The City And The Stars - Arthur C. Clarke [53]
Hilvar answered Alvin’s unspoken question.
‘Once that part of Lys was inhabited,’ he said. ‘I don’t know why it was abandoned, and perhaps one day we shall move into it again. Only the animals live there now.’
Indeed, there was nowhere any sign of human life—none of the clearings or well-disciplined rivers that spoke of Man’s presence. Only in one spot was there any indication that he had ever lived here, for many miles away a solitary white ruin jutted above the forest roof like a broken fang. Elsewhere, the jungle had returned to its own.
The sun was sinking low below the western walls of Lys. For a breathless moment, the distant mountains seemed to burn with golden flames; then the land they guarded was swiftly drowned with shadow and the night had come.
‘We should have done this before,’ said Hilvar, practical as ever, as he started to unload their equipment. ‘It’ll be pitch dark in five minutes—and cold, too.’
Curious pieces of apparatus began to cover the grass. A slim tripod extended a vertical rod carrying a pear-shaped bulge at its upper end. Hilvar raised this until the pear was just clear of their heads, and gave some mental signal which Alvin could not intercept. At once their little encampment was flooded with light, and the darkness retreated.
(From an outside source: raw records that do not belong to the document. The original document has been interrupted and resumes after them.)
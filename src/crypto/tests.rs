//! Unit tests for fingerprinting and signature operations.

use proptest::prelude::*;

use super::fingerprint::{digests_equal, fingerprint, Fingerprinter};
use super::signing::{
    derive_public_key, generate_signing_key, sign_fingerprint, verify_fingerprint_signature,
    ReceiptSigner,
};
use crate::domain::{HashAlgorithm, SignatureAlgorithm};

// ============================================================================
// Known-answer vectors
// ============================================================================

#[test]
fn sha256_hello_world_vector() {
    assert_eq!(
        fingerprint(b"hello world", HashAlgorithm::Sha256),
        "b94d27b9934d3e08a52e52d7da7dabfac484efe37a5380ee9088f7ace2efcde9"
    );
}

#[test]
fn sha512_hello_world_vector() {
    assert_eq!(
        fingerprint(b"hello world", HashAlgorithm::Sha512),
        "309ecc489c12d6eb4cc40f50c902f2b4d0ed77ee511a7c7a9bcd3ca86d4cd86f\
         989dd35bc5ff499670da34255b45b0cfd830e81f605dcf7dc5542e93ae9cd76f"
    );
}

#[test]
fn md5_hello_world_vector() {
    assert_eq!(
        fingerprint(b"hello world", HashAlgorithm::Md5),
        "5eb63bbbe01eeed093cb22bb8f5acdc3"
    );
}

#[test]
fn single_byte_change_alters_digest() {
    let base = fingerprint(b"hello world", HashAlgorithm::Sha256);
    let changed = fingerprint(b"hello world!", HashAlgorithm::Sha256);
    assert_ne!(base, changed);
}

#[test]
fn digest_comparison_ignores_hex_case() {
    let digest = fingerprint(b"hello world", HashAlgorithm::Sha256);
    assert!(digests_equal(&digest, &digest.to_uppercase()));
    assert!(!digests_equal(&digest, &digest[..32]));
}

// ============================================================================
// Streaming computation
// ============================================================================

#[test]
fn streaming_matches_one_shot() {
    let content = vec![0xabu8; 1 << 16];
    for algorithm in [
        HashAlgorithm::Sha256,
        HashAlgorithm::Sha512,
        HashAlgorithm::Md5,
    ] {
        let mut hasher = Fingerprinter::new(algorithm);
        for chunk in content.chunks(4096) {
            hasher.update(chunk);
        }
        assert_eq!(hasher.finalize(), fingerprint(&content, algorithm));
    }
}

// ============================================================================
// Property-based tests
// ============================================================================

proptest! {
    /// Identical bytes and algorithm always yield an identical digest.
    #[test]
    fn prop_fingerprint_deterministic(data in any::<Vec<u8>>()) {
        prop_assert_eq!(
            fingerprint(&data, HashAlgorithm::Sha256),
            fingerprint(&data, HashAlgorithm::Sha256)
        );
        prop_assert_eq!(
            fingerprint(&data, HashAlgorithm::Sha512),
            fingerprint(&data, HashAlgorithm::Sha512)
        );
    }

    /// Distinct inputs produce distinct SHA-256 digests.
    #[test]
    fn prop_fingerprint_sensitivity(
        data1 in any::<Vec<u8>>(),
        data2 in any::<Vec<u8>>()
    ) {
        if data1 != data2 {
            prop_assert_ne!(
                fingerprint(&data1, HashAlgorithm::Sha256),
                fingerprint(&data2, HashAlgorithm::Sha256)
            );
        }
    }

    /// Digest length is fixed per algorithm.
    #[test]
    fn prop_fingerprint_length(data in any::<Vec<u8>>()) {
        prop_assert_eq!(fingerprint(&data, HashAlgorithm::Sha256).len(), 64);
        prop_assert_eq!(fingerprint(&data, HashAlgorithm::Sha512).len(), 128);
        prop_assert_eq!(fingerprint(&data, HashAlgorithm::Md5).len(), 32);
    }

    /// Streaming over arbitrary chunk splits equals the one-shot digest.
    #[test]
    fn prop_streaming_split(data in any::<Vec<u8>>(), split in any::<usize>()) {
        let split = if data.is_empty() { 0 } else { split % data.len() };
        let mut hasher = Fingerprinter::new(HashAlgorithm::Sha256);
        hasher.update(&data[..split]);
        hasher.update(&data[split..]);
        prop_assert_eq!(hasher.finalize(), fingerprint(&data, HashAlgorithm::Sha256));
    }
}

// ============================================================================
// Signature operations
// ============================================================================

#[test]
fn sign_and_verify_round_trip() {
    let secret = generate_signing_key();
    let digest = fingerprint(b"signed content", HashAlgorithm::Sha256);

    let signature = sign_fingerprint(&digest, &secret, SignatureAlgorithm::Ed25519).unwrap();
    let public_key = derive_public_key(&secret).unwrap();

    assert!(verify_fingerprint_signature(
        &digest,
        &signature,
        &public_key,
        SignatureAlgorithm::Ed25519
    ));
}

#[test]
fn verification_rejects_wrong_fingerprint() {
    let secret = generate_signing_key();
    let digest = fingerprint(b"signed content", HashAlgorithm::Sha256);
    let other = fingerprint(b"other content", HashAlgorithm::Sha256);

    let signature = sign_fingerprint(&digest, &secret, SignatureAlgorithm::Ed25519).unwrap();
    let public_key = derive_public_key(&secret).unwrap();

    assert!(!verify_fingerprint_signature(
        &other,
        &signature,
        &public_key,
        SignatureAlgorithm::Ed25519
    ));
}

#[test]
fn verification_fails_closed_on_malformed_input() {
    let secret = generate_signing_key();
    let digest = fingerprint(b"content", HashAlgorithm::Sha256);
    let signature = sign_fingerprint(&digest, &secret, SignatureAlgorithm::Ed25519).unwrap();
    let public_key = derive_public_key(&secret).unwrap();

    // Garbage public key
    assert!(!verify_fingerprint_signature(
        &digest,
        &signature,
        "not base64 !!!",
        SignatureAlgorithm::Ed25519
    ));
    // Truncated public key
    assert!(!verify_fingerprint_signature(
        &digest,
        &signature,
        "AAAA",
        SignatureAlgorithm::Ed25519
    ));
    // Garbage signature
    assert!(!verify_fingerprint_signature(
        &digest,
        "%%%%",
        &public_key,
        SignatureAlgorithm::Ed25519
    ));
    // Empty everything
    assert!(!verify_fingerprint_signature(
        &digest,
        "",
        "",
        SignatureAlgorithm::Ed25519
    ));
}

#[test]
fn signing_rejects_malformed_secret_key() {
    let digest = fingerprint(b"content", HashAlgorithm::Sha256);
    assert!(sign_fingerprint(&digest, "bad key", SignatureAlgorithm::Ed25519).is_err());
    assert!(sign_fingerprint(&digest, "AAAA", SignatureAlgorithm::Ed25519).is_err());
}

// ============================================================================
// Receipt signing
// ============================================================================

#[test]
fn receipt_signature_verifies_against_receipt_hash() {
    let signer = ReceiptSigner::generate();
    let verified_at = chrono::Utc::now();
    let receipt = signer.sign_receipt("pl_example", true, verified_at);

    assert_eq!(receipt.signature_alg, "ed25519");
    assert!(verify_fingerprint_signature_raw(
        &hex::decode(&receipt.receipt_hash).unwrap(),
        &receipt.signature,
        &receipt.public_key,
    ));

    // Flipping the outcome produces a different receipt hash.
    let other = signer.sign_receipt("pl_example", false, verified_at);
    assert_ne!(receipt.receipt_hash, other.receipt_hash);
}

fn verify_fingerprint_signature_raw(message: &[u8], signature_b64: &str, public_key_b64: &str) -> bool {
    use base64::engine::general_purpose::STANDARD as BASE64;
    use base64::Engine;
    use ed25519_dalek::{Signature, Verifier, VerifyingKey};

    let key_bytes: [u8; 32] = BASE64.decode(public_key_b64).unwrap().try_into().unwrap();
    let key = VerifyingKey::from_bytes(&key_bytes).unwrap();
    let sig_bytes: [u8; 64] = BASE64.decode(signature_b64).unwrap().try_into().unwrap();
    key.verify(message, &Signature::from_bytes(&sig_bytes)).is_ok()
}
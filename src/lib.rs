//! Proof registry library
//!
//! Trust layer for verifiable content: fingerprint a piece of content,
//! mint an unguessable shareable proof link for it, and let anyone holding
//! the link verify integrity later. Every verification attempt is recorded
//! in an append-only audit trail, and verification fails closed.
//!
//! ## Modules
//!
//! - [`domain`] - Core domain types (proofs, statuses, audit records)
//! - [`crypto`] - Fingerprinting, signature checks, signed receipts
//! - [`registry`] - Proof creation, link issuance, retrieval, deletion
//! - [`verify`] - The verification protocol and signal aggregation
//! - [`policy`] - Visibility and download policy
//! - [`ai`] - External tamper-analysis collaborator
//! - [`infra`] - Storage implementations (PostgreSQL, SQLite), expiry sweeper
//! - [`auth`] - Authentication (API keys, JWT)
//! - [`metrics`] - Observability counters
//! - [`api`] - REST API routes

pub mod ai;
pub mod api;
pub mod auth;
pub mod crypto;
pub mod domain;
pub mod infra;
pub mod metrics;
pub mod migrations;
pub mod policy;
pub mod registry;
pub mod server;
pub mod verify;

// Re-export commonly used types
pub use domain::{
    HashAlgorithm, Proof, ProofStatus, ProofType, ProofVerification, Requester,
    SignatureAlgorithm, VerificationMethod, VerifierContext,
};

pub use infra::{PgProofStore, ProofError, ProofStore, Result, SqliteProofStore};

pub use registry::{CreateProof, ProofContent, ProofRegistry};

pub use verify::{VerificationService, VerifyOutcome, VerifyRequest};
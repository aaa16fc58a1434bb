use std::{fmt, path::PathBuf};

use serde::Serialize;
use thiserror::Error;

/// Media could not be turned into an inline payload.
#[derive(Error, Debug)]
pub enum EncodeError {
    #[error("Failed to read media {path}: {source}")]
    Io {
        path: PathBuf,
        source: std::io::Error,
    },
}

#[derive(Error, Debug)]
pub enum GatewayError {
    #[error("Network error: {reason}")]
    Network { reason: String },

    #[error("Authentication failed: {reason}")]
    Auth { reason: String },

    #[error("Model service error{}: {message}", .status.map(|s| format!(" (http {s})")).unwrap_or_default())]
    Model { status: Option<u16>, message: String },
}

impl From<reqwest::Error> for GatewayError {
    fn from(err: reqwest::Error) -> Self {
        GatewayError::Network {
            reason: err.to_string(),
        }
    }
}

#[derive(Error, Debug)]
pub enum DecodeError {
    #[error("Malformed analysis response: {0}")]
    Malformed(#[from] serde_json::Error),

    #[error("Field {field} out of range [0, 100]: {value}")]
    OutOfRange { field: &'static str, value: f64 },
}

/// Rejections raised before a run leaves Idle.
#[derive(Error, Debug, Clone, Copy, PartialEq, Eq)]
pub enum SubmitError {
    #[error("Please provide at least one input (text or video)")]
    EmptySubmission,

    #[error("An analysis is already running")]
    Busy,
}

#[derive(Error, Debug)]
pub enum ConfigError {
    #[error("Invalid value {value:?} for {var}: {reason}")]
    InvalidValue {
        var: &'static str,
        value: String,
        reason: String,
    },
}

#[derive(Error, Debug)]
pub enum PipelineError {
    #[error(transparent)]
    Encode(#[from] EncodeError),

    #[error(transparent)]
    Gateway(#[from] GatewayError),

    #[error(transparent)]
    Decode(#[from] DecodeError),
}

impl PipelineError {
    pub fn kind(&self) -> ErrorKind {
        match self {
            PipelineError::Encode(EncodeError::Io { .. }) => ErrorKind::Io,
            PipelineError::Gateway(GatewayError::Network { .. }) => ErrorKind::Network,
            PipelineError::Gateway(GatewayError::Auth { .. }) => ErrorKind::Auth,
            PipelineError::Gateway(GatewayError::Model { .. }) => ErrorKind::Model,
            PipelineError::Decode(_) => ErrorKind::Decode,
        }
    }
}

/// Coarse classification of a failed run, kept on the run state.
#[derive(Debug, Clone, Copy, PartialEq, Eq, Serialize)]
#[serde(rename_all = "snake_case")]
pub enum ErrorKind {
    Io,
    Network,
    Auth,
    Model,
    Decode,
}

impl fmt::Display for ErrorKind {
    fn fmt(&self, f: &mut fmt::Formatter<'_>) -> fmt::Result {
        let name = match self {
            ErrorKind::Io => "io",
            ErrorKind::Network => "network",
            ErrorKind::Auth => "auth",
            ErrorKind::Model => "model",
            ErrorKind::Decode => "decode",
        };
        f.write_str(name)
    }
}

pub type Result<T> = std::result::Result<T, PipelineError>;
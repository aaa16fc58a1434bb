use crate::{run::LogEntry, types::AnalysisResult};

const BAR_CELLS: usize = 20;

/// Render a 0-100 score as a fixed-width bar, clamping out-of-range values.
pub fn format_score_bar(score: f64) -> String {
    let clamped = if score.is_finite() {
        score.clamp(0.0, 100.0)
    } else {
        0.0
    };
    let filled = ((clamped / 100.0) * BAR_CELLS as f64).round() as usize;
    format!("{}{}", "█".repeat(filled), "░".repeat(BAR_CELLS - filled))
}

fn category_title(field: &str) -> &'static str {
    match field {
        "hate_speech" => "Hate Speech",
        "violence" => "Violence",
        "medical" => "Medical",
        "political" => "Political",
        _ => "Other",
    }
}

/// Format a log entry as `[HH:MM:SS] message`
pub fn format_log_entry(entry: &LogEntry) -> String {
    format!("[{}] {}", entry.clock(), entry.message)
}

/// Format an analysis result as human-readable markdown
pub fn format_report_readable(result: &AnalysisResult) -> String {
    let mut output = String::new();

    output.push_str("# Analysis Report\n\n");
    output.push_str(&format!(
        "**Verdict:** {} | **Harmfulness:** {:.0}/100 | **Risk:** {} RISK\n\n",
        result.misinformation_label, result.harmfulness_score, result.risk_level
    ));

    output.push_str("## Harm breakdown\n\n");
    for (field, value) in result.breakdown.categories() {
        output.push_str(&format!(
            "{:<12} {} {:>3.0}\n",
            category_title(field),
            format_score_bar(value),
            value
        ));
    }
    output.push('\n');

    if !result.input_sources.is_empty() {
        output.push_str("## Input sources\n\n");
        for source in &result.input_sources {
            output.push_str(&format!("• {}\n", source));
        }
        output.push('\n');
    }

    output.push_str("## Combined text\n\n");
    output.push_str(&format!("\"{}\"\n\n", result.combined_text));

    output.push_str("## Explanation\n\n");
    output.push_str(&result.explanation);
    output.push('\n');

    output
}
The pear gave not only light but also heat, for Alvin could feel a gentle caressing glow that seemed to sink into his very bones.
Carrying the tripod in one hand, and his pack in the other, Hilvar walked down the slope while Alvin hurried behind, doing his best to keep in the circle of light. He finally pitched camp in a small depression a few hundred yards below the crest of the hill, and started to put the rest of his equipment into operation.
First came a large hemisphere of some rigid and almost invisible material which englobed them completely and protected them from the cool breeze which had now begun to blow up the face of the hill. The dome appeared to be generated by a small rectangular box which Hilvar placed on the ground and then ignored completely, even to the extent of burying it beneath the rest of his paraphernalia. Perhaps this also projected the comfortable, semi-transparent couches on which Alvin was so glad to relax. It was the first time he had seen furniture materialised in Lys, where it seemed to him that the houses were terribly cluttered up with permanent artifacts which would be much better kept safely out of the way in memory banks.
The meal which Hilvar produced from yet another of his receptacles was also the first purely synthetic one that Alvin had eaten since reaching Lys. There was a steady blast of air, sucked through some orifice in the dome overhead, as the matter-converter seized its raw material and performed its everyday miracle. On the whole, Alvin was much happier with purely synthetic food. The way in which the other kind was prepared struck him as being appallingly unhygienic, and at least with the matter-converters you knew exactly what you were eating.…
They settled down for their evening meal as the night deepened around them and the stars came out. When they had finished, it was completely dark beyond their circle of light, and at the edge of that circle Alvin could see dim shapes moving as the creatures of the forest crept out of their hiding places. From time to time he caught the glint of reflected light as pale eyes stared back at him, but whatever beasts were watching out there would come no closer, so he could see nothing more of them.
It was very peaceful, and Alvin felt utterly content. For a while they lay on their couches and talked about the things that they had seen, the mystery which enmeshed them both, and the many ways in which their two cultures differed. Hilvar was fascinated by the miracle of the Eternity Circuits which had put Diaspar beyond the reach of time, and Alvin found some of his questions very hard to answer.